[DIRECTIONS FOR THIS TASK] Your output must match the data word for word, with every line included.

[SUPPLIED DATA]
※

//! Authentication providers and the auth manager.
//!
//! Two providers ship with the hub:
//!
//! - [`PasswordProvider`] checks `{username, password}` against a salted
//!   sha256 user store and issues opaque 64-hex-char bearer tokens with an
//!   absolute expiry (default one hour).
//! - [`ApiKeyProvider`] issues `nxs_`-prefixed keys with no default expiry;
//!   the same store backs authenticate and validate.
//!
//! Failed authentication is uniform: the caller cannot tell an unknown
//! user from a wrong password. Token stores persist to per-provider JSON
//! files on every mutation; expired tokens are evicted when validation
//! discovers them.

use std::collections::{BTreeMap, HashMap};
use std::path::PathBuf;
use std::sync::{Arc, Mutex as StdMutex};

use base64::{Engine as _, engine::general_purpose::STANDARD as BASE64};
use chrono::{DateTime, Duration, Utc};
use rand::{Rng, rng};
use serde::{Deserialize, Serialize};
use serde_json::{Map, Value};
use sha2::{Digest, Sha256};
use tracing::{info, warn};

use crate::error::HubResult;
use crate::persist;

/// Prefix on API keys issued by the [`ApiKeyProvider`].
pub const API_KEY_PREFIX: &str = "nxs_";

/// A user profile as returned to callers; never carries the password.
#[derive(Debug, Clone, Default, PartialEq, Serialize, Deserialize)]
pub struct UserProfile {
    /// Username
    pub username: String,
    /// Display name
    #[serde(default, skip_serializing_if = "Option::is_none")]
    pub name: Option<String>,
    /// Email address
    #[serde(default, skip_serializing_if = "Option::is_none")]
    pub email: Option<String>,
    /// Any further profile fields carried through verbatim
    #[serde(flatten)]
    pub extra: Map<String, Value>,
}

※

[RESPONSE BELOW]
//! Authentication providers and the auth manager.
//!
//! Two providers ship with the hub:
//!
//! - [`PasswordProvider`] checks `{username, password}` against a salted
//!   sha256 user store and issues opaque 64-hex-char bearer tokens with an
//!   absolute expiry (default one hour).
//! - [`ApiKeyProvider`] issues `nxs_`-prefixed keys with no default expiry;
//!   the same store backs authenticate and validate.
//!
//! Failed authentication is uniform: the caller cannot tell an unknown
//! user from a wrong password. Token stores persist to per-provider JSON
//! files on every mutation; expired tokens are evicted when validation
//! discovers them.

use std::collections::{BTreeMap, HashMap};
use std::path::PathBuf;
use std::sync::{Arc, Mutex as StdMutex};

use base64::{Engine as _, engine::general_purpose::STANDARD as BASE64};
use chrono::{DateTime, Duration, Utc};
use rand::{Rng, rng};
use serde::{Deserialize, Serialize};
use serde_json::{Map, Value};
use sha2::{Digest, Sha256};
use tracing::{info, warn};

use crate::error::HubResult;
use crate::persist;

/// Prefix on API keys issued by the [`ApiKeyProvider`].
pub const API_KEY_PREFIX: &str = "nxs_";

/// A user profile as returned to callers; never carries the password.
#[derive(Debug, Clone, Default, PartialEq, Serialize, Deserialize)]
pub struct UserProfile {
    /// Username
    pub username: String,
    /// Display name
    #[serde(default, skip_serializing_if = "Option::is_none")]
    pub name: Option<String>,
    /// Email address
    #[serde(default, skip_serializing_if = "Option::is_none")]
    pub email: Option<String>,
    /// Any further profile fields carried through verbatim
    #[serde(flatten)]
    pub extra: Map<String, Value>,
}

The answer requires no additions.